By SCOTT MCKIE B.P.
ONE FEATHER STAFF
ASHEVILLE – Sixty years to the day, Pfc. Charles George was honored and remembered for an incredible act of bravery and heroism that saved two of his comrades and cost him his life. Pfc. George, an EBCI tribal member, threw himself on a grenade saving his buddies on Nov. 30, 1952 near Songnae-dong, Korea, an act that would earn him a posthumous Medal of Honor.
Friday’s event, which featured members of the Steve Youngdeer American Legion Post 143, was held at the Charles George VA Medical Center in Asheville. The event was held as part of a day-long celebration of Native American Heritage Month at the Center.
“Pfc.
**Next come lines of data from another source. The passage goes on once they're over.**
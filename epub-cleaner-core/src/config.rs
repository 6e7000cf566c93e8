use std::time::Duration;
use tracing::{debug, info};

/// Upload limit applied when nothing else is configured, in megabytes.
pub const DEFAULT_MAX_UPLOAD_MB: u64 = 200;

/// Lifetime of a signed download URL unless configured otherwise.
pub const DEFAULT_URL_EXPIRY: Duration = Duration::from_secs(3600);

pub const DEFAULT_KEY_PREFIX: &str = "uploads";

/// Runtime settings threaded into the clean pipeline and the HTTP layer.
#[derive(Debug, Clone)]
pub struct CleanerConfig {
    /// Object-storage bucket receiving the processed artifacts.
    pub bucket: String,
    /// Requests with a larger body are rejected with 413.
    pub max_upload_mb: u64,
    /// How long a signed download URL stays valid.
    pub url_expiry: Duration,
    /// Leading key segment; artifacts land at `<key_prefix>/<uuid>/<filename>`.
    pub key_prefix: String,
}

impl CleanerConfig {
    pub fn new(bucket: impl Into<String>) -> Self {
        Self {
            bucket: bucket.into(),
            max_upload_mb: DEFAULT_MAX_UPLOAD_MB,
            url_expiry: DEFAULT_URL_EXPIRY,
            key_prefix: DEFAULT_KEY_PREFIX.to_string(),
        }
    }

    pub fn max_upload_bytes(&self) -> usize {
        (self.max_upload_mb as usize).saturating_mul(1024 * 1024)
    }

    pub fn trace_loaded(&self) {
        info!(
            bucket = %self.bucket,
            max_upload_mb = self.max_upload_mb,
            url_expiry_secs = self.url_expiry.as_secs(),
            key_prefix = %self.key_prefix,
            "Loaded CleanerConfig"
        );
        debug!(?self, "CleanerConfig loaded (full debug)");
    }
}

#[cfg(test)]
mod tests {
    use super::*;

    #[test]
    fn new_applies_defaults() {
        let config = CleanerConfig::new("books");
        assert_eq!(config.bucket, "books");
        assert_eq!(config.max_upload_mb, 200);
        assert_eq!(config.url_expiry, Duration::from_secs(3600));
        assert_eq!(config.key_prefix, "uploads");
    }

    #[test]
    fn max_upload_bytes_converts_megabytes() {
        let mut config = CleanerConfig::new("books");
        config.max_upload_mb = 10;
        assert_eq!(config.max_upload_bytes(), 10 * 1024 * 1024);
    }
}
Charles George’s sacrifice is a model for all staff members and volunteers here who have the honor of serving veterans who come to our medical center and our clinics in Rutherfordton and Franklin,” said Cynthia Prifogle, Charles George VA Medical Center director. “We are not combat soldiers like him, but if there is something that we can do to help improve the lives of our veterans and their families, we hope we will all be just as willing as Pfc. George to take necessary action. I am very proud to lead this Medical Center and Clinics that are named after Pfc. Charles George.”
Post 143 Commander Lew Harding commented, “This courageous young soldier honored us all, and also we lift you up who serve us all in this medical capacity that we appreciate so very much.”
Warren Dupree, Post 143 service officer, told the crowd that before deploying to Korea, Pfc. George stopped at the Cherokee Elementary School to speak to the children. “He talked with the children about serving their country, serving their people and staying true to the Cherokee warrior tradition.”
“At 20 years old, he was more than a new recruit volunteering for service in Korea, he was a warrior following the footsteps of his ancestors going into combat to protect his people.”
Dupree read the Medal of Honor citation for Pfc. George.
The Post 143 Color Guard posted and retired the colors for Friday’s event which closed with the playing of “Taps”.